The standard deviation is the square root of the variance. It measures the average distance of the data points from the mean. A higher variance indicates a larger spread of data points, resulting in a higher standard deviation.

## 4. Can the variance be negative?

No, the variance cannot be negative. It is always a non-negative value, as it represents the squared differences between the data points and the mean.

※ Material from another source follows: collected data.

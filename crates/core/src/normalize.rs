//! Token normalization shared by vocabulary construction and lookup.
//!
//! A [`Normalizer`] applies an optional Unicode normalization form followed by
//! optional lowercasing. The same value is stored inside a built vocabulary so
//! that lookups always fold tokens exactly the way the dictionary was folded.

use serde::{Deserialize, Serialize};
use std::borrow::Cow;
use std::str::FromStr;
use unicode_normalization::{is_nfc_quick, is_nfkc_quick, IsNormalized, UnicodeNormalization};

/// Unicode normalization form.
#[derive(Debug, Clone, Copy, PartialEq, Eq, Default, Serialize, Deserialize)]
pub enum NormalizationForm {
    /// Canonical composition
    NFC,
    /// Canonical decomposition
    NFD,
    /// Compatibility composition
    NFKC,
    /// Compatibility decomposition
    NFKD,
    /// No normalization
    #[default]
    None,
}

impl FromStr for NormalizationForm {
    type Err = String;

    /// Parse a form name, case-insensitively (`nfc`, `nfkd`, `none`, ...).
    fn from_str(s: &str) -> Result<Self, Self::Err> {
        match s.to_ascii_lowercase().as_str() {
            "nfc" => Ok(NormalizationForm::NFC),
            "nfd" => Ok(NormalizationForm::NFD),
            "nfkc" => Ok(NormalizationForm::NFKC),
            "nfkd" => Ok(NormalizationForm::NFKD),
            "none" => Ok(NormalizationForm::None),
            other => Err(format!("unknown normalization form {other:?}")),
        }
    }
}

/// Token normalizer.
#[derive(Debug, Clone, Copy, PartialEq, Eq, Default, Serialize, Deserialize)]
pub struct Normalizer {
    /// Normalization form to apply
    pub form: NormalizationForm,
    /// Lowercase after normalizing
    pub lower: bool,
}

impl Normalizer {
    /// Create a new normalizer.
    pub fn new(form: NormalizationForm, lower: bool) -> Self {
        Self { form, lower }
    }

    /// A normalizer that only lowercases.
    pub fn lowercase() -> Self {
        Self::new(NormalizationForm::None, true)
    }

    /// A normalizer that leaves tokens untouched.
    pub fn identity() -> Self {
        Self::new(NormalizationForm::None, false)
    }

    /// Normalize a token, borrowing when nothing changes.
    pub fn normalize<'a>(&self, token: &'a str) -> Cow<'a, str> {
        let formed: Cow<'a, str> = match self.form {
            NormalizationForm::None => Cow::Borrowed(token),
            NormalizationForm::NFC => {
                if is_nfc_quick(token.chars()) == IsNormalized::Yes {
                    Cow::Borrowed(token)
                } else {
                    Cow::Owned(token.nfc().collect())
                }
            }
            NormalizationForm::NFKC => {
                if is_nfkc_quick(token.chars()) == IsNormalized::Yes {
                    Cow::Borrowed(token)
                } else {
                    Cow::Owned(token.nfkc().collect())
                }
            }
            NormalizationForm::NFD => Cow::Owned(token.nfd().collect()),
            NormalizationForm::NFKD => Cow::Owned(token.nfkd().collect()),
        };

        if !self.lower {
            return formed;
        }

        // Titlecase letters are not uppercase but still fold.
        let lowered = formed.to_lowercase();
        if lowered == formed.as_ref() {
            formed
        } else {
            Cow::Owned(lowered)
        }
    }

    /// Check if normalization changes anything at all.
    pub fn is_enabled(&self) -> bool {
        self.lower || self.form != NormalizationForm::None
    }
}
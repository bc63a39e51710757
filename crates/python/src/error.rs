//! Error handling for Python bindings

use pyo3::{create_exception, exceptions::PyRuntimeError, PyErr};
use wbcorpus_core::CorpusError as RustCorpusError;

create_exception!(
    wbcorpus,
    CorpusError,
    PyRuntimeError,
    "Error while reading a dictionary or corpus"
);

/// Convert a Rust CorpusError to a Python exception
pub trait IntoPyErr {
    fn into_py_err(self) -> PyErr;
}

impl IntoPyErr for RustCorpusError {
    fn into_py_err(self) -> PyErr {
        CorpusError::new_err(self.to_string())
    }
}
//! Per-token translation: mention resolution plus vocabulary filtering.

use super::cache::MentionCache;
use super::syntax::MentionSyntax;
use crate::vocab::VocabularySet;
use rand::Rng;

/// Translates raw corpus tokens into zero, one or two output tokens.
///
/// * A resolvable mention yields its surface form and its label, in a
///   random order (each order with probability 1/2).
/// * An unresolvable mention falls back to its surface form, kept only if
///   the vocabulary contains it.
/// * A plain token is kept, normalized, only if the vocabulary contains it.
#[derive(Debug, Clone, Default)]
pub struct TokenTranslator {
    syntax: MentionSyntax,
}

impl TokenTranslator {
    pub fn new(syntax: MentionSyntax) -> Self {
        Self { syntax }
    }

    pub fn syntax(&self) -> &MentionSyntax {
        &self.syntax
    }

    /// Translate one raw token, appending the result to `out`.
    ///
    /// Normalization follows the vocabulary's own normalizer.
    pub fn translate_into<G: Rng + ?Sized>(
        &self,
        raw: &str,
        vocabulary: &VocabularySet,
        cache: &mut MentionCache,
        rng: &mut G,
        out: &mut Vec<String>,
    ) {
        let surface = match self.syntax.split(raw) {
            Some((surface, path)) => {
                let syntax = &self.syntax;
                if let Some(label) = cache.get_or_resolve(path, |p| syntax.resolve(p)) {
                    let label = label.to_string();
                    if rng.gen_bool(0.5) {
                        out.push(surface.to_string());
                        out.push(label);
                    } else {
                        out.push(label);
                        out.push(surface.to_string());
                    }
                    return;
                }
                surface
            }
            None => raw,
        };

        if let Some(normalized) = vocabulary.lookup(surface) {
            out.push(normalized.into_owned());
        }
    }

    /// Translate one raw token into a fresh vector.
    pub fn translate<G: Rng + ?Sized>(
        &self,
        raw: &str,
        vocabulary: &VocabularySet,
        cache: &mut MentionCache,
        rng: &mut G,
    ) -> Vec<String> {
        let mut out = Vec::with_capacity(2);
        self.translate_into(raw, vocabulary, cache, rng, &mut out);
        out
    }
}

#[cfg(test)]
mod tests {
    use super::*;
    use crate::normalize::Normalizer;
    use rand::SeedableRng;
    use rand_chacha::ChaCha8Rng;

    fn vocab(words: &[&str]) -> VocabularySet {
        VocabularySet::from_tokens(words.iter().map(|w| (*w, 10)), Normalizer::lowercase())
    }

    #[test]
    fn test_resolved_mention_set_is_stable() {
        let translator = TokenTranslator::default();
        let vocabulary = vocab(&[]);
        let mut rng = ChaCha8Rng::seed_from_u64(7);

        let mut surface_first = 0;
        let trials = 2000;
        for _ in 0..trials {
            let mut cache = MentionCache::new();
            let out = translator.translate("Cat:/w/en/123/Cat", &vocabulary, &mut cache, &mut rng);

            let mut sorted = out.clone();
            sorted.sort();
            assert_eq!(sorted, vec!["Cat".to_string(), "t:123:Cat".to_string()]);
            if out[0] == "Cat" {
                surface_first += 1;
            }
        }

        // Both orders show up in roughly equal proportion.
        assert!(surface_first > trials * 2 / 5, "{surface_first}");
        assert!(surface_first < trials * 3 / 5, "{surface_first}");
    }

    #[test]
    fn test_cache_reuse_across_surfaces() {
        let translator = TokenTranslator::default();
        let vocabulary = vocab(&[]);
        let mut cache = MentionCache::new();
        let mut rng = ChaCha8Rng::seed_from_u64(1);

        let first = translator.translate("Cat:/w/en/123/Cat", &vocabulary, &mut cache, &mut rng);
        let second = translator.translate("Kitty:/w/en/123/Cat", &vocabulary, &mut cache, &mut rng);

        assert!(first.contains(&"t:123:Cat".to_string()));
        assert!(second.contains(&"t:123:Cat".to_string()));
        assert!(second.contains(&"Kitty".to_string()));

        let stats = cache.stats();
        assert_eq!(stats.misses, 1);
        assert_eq!(stats.hits, 1);
    }

    #[test]
    fn test_unresolved_mention_falls_back_to_surface() {
        let translator = TokenTranslator::default();
        let vocabulary = vocab(&["cat"]);
        let mut cache = MentionCache::new();
        let mut rng = ChaCha8Rng::seed_from_u64(1);

        let out = translator.translate("Cat:/w/en/123", &vocabulary, &mut cache, &mut rng);
        assert_eq!(out, vec!["cat".to_string()]);
        assert_eq!(cache.get("en/123"), Some(None));

        let out = translator.translate("Dog:/w/en/124", &vocabulary, &mut cache, &mut rng);
        assert!(out.is_empty());
    }

    #[test]
    fn test_non_numeric_id_is_unresolved() {
        let translator = TokenTranslator::default();
        let vocabulary = vocab(&["cat"]);
        let mut cache = MentionCache::new();
        let mut rng = ChaCha8Rng::seed_from_u64(1);

        let out = translator.translate("Cat:/w/en/abc/Cat", &vocabulary, &mut cache, &mut rng);
        assert_eq!(out, vec!["cat".to_string()]);
        assert_eq!(cache.get("en/abc/Cat"), Some(None));

        let out = translator.translate("x:/w/en//", &vocabulary, &mut cache, &mut rng);
        assert!(out.is_empty());
        assert_eq!(cache.stats().unresolved, 2);
    }

    #[test]
    fn test_custom_syntax() {
        let syntax = MentionSyntax {
            marker: "|@".to_string(),
            ..MentionSyntax::default()
        };
        let translator = TokenTranslator::new(syntax);
        assert_eq!(translator.syntax().marker, "|@");

        let vocabulary = vocab(&[]);
        let mut cache = MentionCache::new();
        let mut rng = ChaCha8Rng::seed_from_u64(3);
        let mut out = translator.translate("Cat|@en/7/Cat", &vocabulary, &mut cache, &mut rng);
        out.sort();
        assert_eq!(out, vec!["Cat".to_string(), "t:7:Cat".to_string()]);
    }

    #[test]
    fn test_plain_token_filtering() {
        let translator = TokenTranslator::default();
        let vocabulary = vocab(&["dog"]);
        let mut cache = MentionCache::new();
        let mut rng = ChaCha8Rng::seed_from_u64(1);

        assert_eq!(
            translator.translate("Dog", &vocabulary, &mut cache, &mut rng),
            vec!["dog".to_string()]
        );
        assert!(translator
            .translate("zebra", &vocabulary, &mut cache, &mut rng)
            .is_empty());
        assert!(cache.is_empty());
    }

    #[test]
    fn test_marker_at_start_is_plain_token() {
        let translator = TokenTranslator::default();
        let vocabulary = vocab(&[]);
        let mut cache = MentionCache::new();
        let mut rng = ChaCha8Rng::seed_from_u64(1);

        let out = translator.translate(":/w/en/123/Cat", &vocabulary, &mut cache, &mut rng);
        assert!(out.is_empty());
        assert!(cache.is_empty());
    }

    #[test]
    fn test_fixed_seed_hits_both_orders() {
        let translator = TokenTranslator::default();
        let vocabulary = vocab(&[]);
        let mut cache = MentionCache::new();
        let mut rng = ChaCha8Rng::seed_from_u64(42);

        let mut seen_surface_first = false;
        let mut seen_label_first = false;
        for _ in 0..64 {
            let out = translator.translate("Cat:/w/en/123/Cat", &vocabulary, &mut cache, &mut rng);
            if out[0] == "Cat" {
                seen_surface_first = true;
            } else {
                seen_label_first = true;
            }
        }
        assert!(seen_surface_first && seen_label_first);
    }
}
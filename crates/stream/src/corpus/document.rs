//! Per-stream document cursor.

use super::line::DocumentHeader;

/// Tracks the open document and how many content lines it has produced.
#[derive(Debug, Default)]
pub struct DocumentState {
    current: Option<DocumentHeader>,
    label: Option<String>,
    line_index: usize,
    documents: usize,
}

impl DocumentState {
    pub fn new() -> Self {
        Self::default()
    }

    /// Open a new document and reset the line counter.
    pub fn begin(&mut self, header: DocumentHeader, label: String) {
        self.current = Some(header);
        self.label = Some(label);
        self.line_index = 0;
        self.documents += 1;
    }

    /// Tags for the next content line, then advance the line counter.
    ///
    /// The label is attached only while the counter is below `window`.
    pub fn next_tags(&mut self, window: usize) -> Vec<String> {
        let tags = match &self.label {
            Some(label) if self.line_index < window => vec![label.clone()],
            _ => Vec::new(),
        };
        self.line_index += 1;
        tags
    }

    pub fn current(&self) -> Option<&DocumentHeader> {
        self.current.as_ref()
    }

    pub fn current_label(&self) -> Option<&str> {
        self.label.as_deref()
    }

    /// Content lines seen since the last document marker.
    pub fn line_index(&self) -> usize {
        self.line_index
    }

    /// Number of document markers seen.
    pub fn documents(&self) -> usize {
        self.documents
    }
}
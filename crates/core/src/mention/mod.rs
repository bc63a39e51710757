//! Inline entity-mention handling.
//!
//! Tokens such as `Cat:/w/en/123/Cat` carry an entity path after the
//! mention marker. The [`TokenTranslator`] resolves that path into a
//! synthetic label (memoized in a [`MentionCache`]) and filters everything
//! else through the vocabulary.

pub mod cache;
pub mod syntax;
pub mod translator;

pub use cache::{CacheStats, MentionCache};
pub use syntax::{EntityPath, LabelFormat, MentionSyntax};
pub use translator::TokenTranslator;
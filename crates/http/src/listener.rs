//! Listener binding for `{network, address}` pairs
//!
//! Addresses follow the usual `host:port` form. A missing host (`":8000"`)
//! means every interface of the requested family, and an empty address
//! picks an ephemeral port.

use std::io;
use std::net::SocketAddr;

use ferrule_core::{Error, Result};
use tokio::net::{lookup_host, TcpListener};

#[derive(Debug, Clone, Copy, PartialEq, Eq)]
enum Family {
    Any,
    V4,
    V6,
}

impl Family {
    fn parse(network: &str) -> Result<Self> {
        match network {
            "tcp" => Ok(Family::Any),
            "tcp4" => Ok(Family::V4),
            "tcp6" => Ok(Family::V6),
            other => Err(Error::UnknownNetwork {
                network: other.to_string(),
            }),
        }
    }

    fn accepts(&self, addr: &SocketAddr) -> bool {
        match self {
            Family::Any => true,
            Family::V4 => addr.is_ipv4(),
            Family::V6 => addr.is_ipv6(),
        }
    }

    fn unspecified_host(&self) -> &'static str {
        match self {
            Family::V6 => "[::]",
            Family::Any | Family::V4 => "0.0.0.0",
        }
    }
}

/// Bind a TCP listener, failing once without retrying
pub(crate) async fn bind(network: &str, address: &str) -> Result<TcpListener> {
    let family = Family::parse(network)?;
    let target = normalize_address(address, family);
    let bind_error = |source: io::Error| Error::Bind {
        network: network.to_string(),
        address: address.to_string(),
        source,
    };

    let resolved = lookup_host(target.as_str())
        .await
        .map_err(bind_error)?
        .find(|addr| family.accepts(addr));
    let addr = match resolved {
        Some(addr) => addr,
        None => {
            return Err(bind_error(io::Error::new(
                io::ErrorKind::AddrNotAvailable,
                format!("no {network} address for {address}"),
            )))
        }
    };

    TcpListener::bind(addr).await.map_err(bind_error)
}

fn normalize_address(address: &str, family: Family) -> String {
    if address.is_empty() {
        format!("{}:0", family.unspecified_host())
    } else if address.starts_with(':') {
        format!("{}{}", family.unspecified_host(), address)
    } else {
        address.to_string()
    }
}
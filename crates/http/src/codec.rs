//! Request decoding, response encoding and error encoding
//!
//! Codecs are plain functions supplied through server options. Decoders
//! produce a [`serde_json::Value`] that is then deserialized into the
//! caller's type; encoders receive the serialized value. This keeps the
//! function types object-safe while callers stay fully typed.

use std::sync::Arc;

use axum::body::{Body, Bytes};
use axum::http::{header, StatusCode};
use axum::response::IntoResponse;
use axum::Json;
use ferrule_core::{Error, Result};
use serde::de::DeserializeOwned;
use serde::Serialize;
use serde_json::{json, Map, Value};

use crate::info::RequestHead;
use crate::{Request, Response};

/// Largest request body the server will buffer for decoding
pub const MAX_BODY_BYTES: usize = 4 * 1024 * 1024;

/// Decode a buffered request body into a JSON value
pub type DecodeRequestFn = Arc<dyn Fn(&RequestHead, Bytes) -> Result<Value> + Send + Sync>;

/// Encode a reply value into a response
pub type EncodeResponseFn = Arc<dyn Fn(&RequestHead, Value) -> Result<Response> + Send + Sync>;

/// Encode an error into a response
pub type EncodeErrorFn = Arc<dyn Fn(&RequestHead, Error) -> Response + Send + Sync>;

/// The decoder/encoder triple a server was configured with
#[derive(Clone)]
pub struct Codec {
    pub(crate) decoder: DecodeRequestFn,
    pub(crate) encoder: EncodeResponseFn,
    pub(crate) error_encoder: EncodeErrorFn,
}

impl Default for Codec {
    fn default() -> Self {
        Self {
            decoder: Arc::new(default_request_decoder),
            encoder: Arc::new(default_response_encoder),
            error_encoder: Arc::new(default_error_encoder),
        }
    }
}

impl Codec {
    /// Buffer the body of `req` and decode it into `T`
    pub async fn decode<T: DeserializeOwned>(&self, req: Request) -> Result<T> {
        let (head, body) = read_request(req).await?;
        self.decode_bytes(&head, body)
    }

    /// Decode an already buffered body into `T`
    pub fn decode_bytes<T: DeserializeOwned>(&self, head: &RequestHead, body: Bytes) -> Result<T> {
        let value = (self.decoder)(head, body)?;
        Ok(serde_json::from_value(value)?)
    }

    /// Encode `value`, falling back to the error encoder if anything fails
    pub fn encode<T: Serialize + ?Sized>(&self, head: &RequestHead, value: &T) -> Response {
        let encoded = serde_json::to_value(value)
            .map_err(|err| Error::Encode {
                reason: err.to_string(),
            })
            .and_then(|value| (self.encoder)(head, value));
        match encoded {
            Ok(response) => response,
            Err(err) => self.error(head, err),
        }
    }

    pub fn error(&self, head: &RequestHead, err: Error) -> Response {
        (self.error_encoder)(head, err)
    }
}

/// Split `req` into its head and fully buffered body
pub async fn read_request(req: Request) -> Result<(RequestHead, Bytes)> {
    let (parts, body) = req.into_parts();
    let head = RequestHead::from_parts(&parts);
    Ok((head, read_body(body).await?))
}

/// Buffer a request body, up to [`MAX_BODY_BYTES`]
pub async fn read_body(body: Body) -> Result<Bytes> {
    axum::body::to_bytes(body, MAX_BODY_BYTES)
        .await
        .map_err(|err| Error::bad_request(format!("failed to read request body: {err}")))
}

/// Decode JSON or form bodies; an empty body decodes the query string
pub fn default_request_decoder(head: &RequestHead, body: Bytes) -> Result<Value> {
    if body.is_empty() {
        return Ok(match head.uri.query() {
            Some(query) if !query.is_empty() => form_to_value(query.as_bytes()),
            _ => Value::Null,
        });
    }

    match content_type(head)?.as_deref() {
        None | Some("application/json") => Ok(serde_json::from_slice(&body)?),
        Some(ct) if ct.ends_with("+json") => Ok(serde_json::from_slice(&body)?),
        Some("application/x-www-form-urlencoded") => Ok(form_to_value(&body)),
        Some(other) => Err(Error::UnsupportedMediaType {
            content_type: other.to_string(),
        }),
    }
}

/// Encode the value as a `200 OK` JSON body
pub fn default_response_encoder(_head: &RequestHead, value: Value) -> Result<Response> {
    Ok(Json(value).into_response())
}

/// Encode the error as JSON with a status code derived from its kind
pub fn default_error_encoder(_head: &RequestHead, err: Error) -> Response {
    let status = status_for(&err);
    let body = json!({
        "code": status.as_u16(),
        "reason": err.reason(),
        "message": err.to_string(),
    });
    (status, Json(body)).into_response()
}

/// HTTP status the default error encoder uses for `err`
pub fn status_for(err: &Error) -> StatusCode {
    match err {
        Error::NotFound { .. } => StatusCode::NOT_FOUND,
        Error::MethodNotAllowed { .. } => StatusCode::METHOD_NOT_ALLOWED,
        Error::BadRequest { .. } | Error::Decode { .. } => StatusCode::BAD_REQUEST,
        Error::UnsupportedMediaType { .. } => StatusCode::UNSUPPORTED_MEDIA_TYPE,
        Error::DeadlineExceeded => StatusCode::GATEWAY_TIMEOUT,
        // 499: client closed request
        Error::Canceled => StatusCode::from_u16(499).unwrap_or(StatusCode::REQUEST_TIMEOUT),
        _ => StatusCode::INTERNAL_SERVER_ERROR,
    }
}

fn content_type(head: &RequestHead) -> Result<Option<String>> {
    let Some(value) = head.headers.get(header::CONTENT_TYPE) else {
        return Ok(None);
    };
    let raw = value.to_str().map_err(|_| Error::UnsupportedMediaType {
        content_type: String::from_utf8_lossy(value.as_bytes()).into_owned(),
    })?;
    let essence = raw.split(';').next().unwrap_or_default().trim();
    Ok(Some(essence.to_ascii_lowercase()))
}

// Repeated keys collect into an array in order of appearance.
fn form_to_value(input: &[u8]) -> Value {
    let mut map = Map::new();
    for (key, value) in url::form_urlencoded::parse(input) {
        let value = Value::String(value.into_owned());
        match map.get_mut(&*key) {
            Some(Value::Array(items)) => items.push(value),
            Some(existing) => {
                let first = existing.take();
                *existing = Value::Array(vec![first, value]);
            }
            None => {
                map.insert(key.into_owned(), value);
            }
        }
    }
    Value::Object(map)
}

#[cfg(test)]
mod tests {
    use super::*;
    use axum::http::{HeaderValue, Method};
    use serde::Deserialize;
    use std::sync::atomic::{AtomicUsize, Ordering};

    fn head(uri: &str, content_type: Option<&'static str>) -> RequestHead {
        let mut builder = axum::http::Request::builder().method(Method::POST).uri(uri);
        if let Some(ct) = content_type {
            builder = builder.header(header::CONTENT_TYPE, HeaderValue::from_static(ct));
        }
        RequestHead::from_request(&builder.body(Body::empty()).unwrap())
    }

    async fn body_json(response: Response) -> Value {
        let bytes = axum::body::to_bytes(response.into_body(), usize::MAX).await.unwrap();
        serde_json::from_slice(&bytes).unwrap()
    }

    #[derive(Debug, Deserialize, PartialEq)]
    struct Greeting {
        name: String,
    }

    #[test]
    fn test_decodes_json_into_type() {
        let codec = Codec::default();
        let head = head("/greet", Some("application/json; charset=utf-8"));
        let greeting: Greeting = codec
            .decode_bytes(&head, Bytes::from_static(br#"{"name":"ada"}"#))
            .unwrap();
        assert_eq!(greeting, Greeting { name: "ada".into() });
    }

    #[test]
    fn test_decodes_form_and_repeated_keys() {
        let head = head("/greet", Some("application/x-www-form-urlencoded"));
        let value = default_request_decoder(&head, Bytes::from_static(b"name=ada&tag=a&tag=b")).unwrap();
        assert_eq!(value, json!({"name": "ada", "tag": ["a", "b"]}));
    }

    #[test]
    fn test_empty_body_uses_query() {
        let value = default_request_decoder(&head("/greet?name=bob", None), Bytes::new()).unwrap();
        assert_eq!(value, json!({"name": "bob"}));

        let value = default_request_decoder(&head("/greet", None), Bytes::new()).unwrap();
        assert_eq!(value, Value::Null);
    }

    #[test]
    fn test_rejects_unknown_media_type() {
        let err = default_request_decoder(&head("/x", Some("text/csv")), Bytes::from_static(b"a,b"))
            .unwrap_err();
        assert!(matches!(err, Error::UnsupportedMediaType { ref content_type } if content_type == "text/csv"));
    }

    #[test]
    fn test_non_utf8_content_type_is_rejected() {
        let req = axum::http::Request::builder()
            .method(Method::POST)
            .uri("/x")
            .header(header::CONTENT_TYPE, HeaderValue::from_bytes(b"application/\xffjson").unwrap())
            .body(Body::empty())
            .unwrap();
        let head = RequestHead::from_request(&req);

        let err = default_request_decoder(&head, Bytes::from_static(br#"{"a":1}"#)).unwrap_err();
        assert!(matches!(err, Error::UnsupportedMediaType { .. }));
    }

    #[test]
    fn test_malformed_json_is_decode_error() {
        let err = default_request_decoder(&head("/x", None), Bytes::from_static(b"{oops")).unwrap_err();
        assert!(matches!(err, Error::Decode { .. }));
    }

    #[tokio::test]
    async fn test_encode_success_skips_error_encoder() {
        let errors = Arc::new(AtomicUsize::new(0));
        let seen = Arc::clone(&errors);
        let codec = Codec {
            error_encoder: Arc::new(move |head: &RequestHead, err: Error| {
                seen.fetch_add(1, Ordering::SeqCst);
                default_error_encoder(head, err)
            }),
            ..Codec::default()
        };

        let response = codec.encode(&head("/ping", None), "pong");
        assert_eq!(response.status(), StatusCode::OK);
        assert_eq!(body_json(response).await, json!("pong"));
        assert_eq!(errors.load(Ordering::SeqCst), 0);
    }

    #[tokio::test]
    async fn test_encoder_failure_goes_to_error_encoder_once() {
        let errors = Arc::new(AtomicUsize::new(0));
        let seen = Arc::clone(&errors);
        let codec = Codec {
            encoder: Arc::new(|_head: &RequestHead, _value: Value| {
                Err(Error::Encode {
                    reason: "no wire format".into(),
                })
            }),
            error_encoder: Arc::new(move |head: &RequestHead, err: Error| {
                seen.fetch_add(1, Ordering::SeqCst);
                default_error_encoder(head, err)
            }),
            ..Codec::default()
        };

        let response = codec.encode(&head("/ping", None), "pong");
        assert_eq!(response.status(), StatusCode::INTERNAL_SERVER_ERROR);
        assert_eq!(errors.load(Ordering::SeqCst), 1);
        let body = body_json(response).await;
        assert_eq!(body["reason"], "ENCODE_ERROR");
        assert_eq!(body["message"], "Encode error: no wire format");
    }

    #[tokio::test]
    async fn test_default_error_encoder_shape() {
        let response = default_error_encoder(&head("/missing", None), Error::NotFound { path: "/missing".into() });
        assert_eq!(response.status(), StatusCode::NOT_FOUND);
        assert_eq!(
            body_json(response).await,
            json!({"code": 404, "reason": "NOT_FOUND", "message": "Route not found: /missing"})
        );
    }

    #[test]
    fn test_status_mapping() {
        assert_eq!(status_for(&Error::DeadlineExceeded), StatusCode::GATEWAY_TIMEOUT);
        assert_eq!(status_for(&Error::Canceled).as_u16(), 499);
        assert_eq!(status_for(&Error::internal("x")), StatusCode::INTERNAL_SERVER_ERROR);
    }
}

## 5. What are some applications of the variance in scientific research?

The variance is a critical concept in statistics and is used in various fields of research, such as economics, biology, psychology, and physics. It is used to analyze data, make predictions and in hypothesis testing. It also helps in understanding the accuracy and reliability of data and identifying outliers or unusual data points.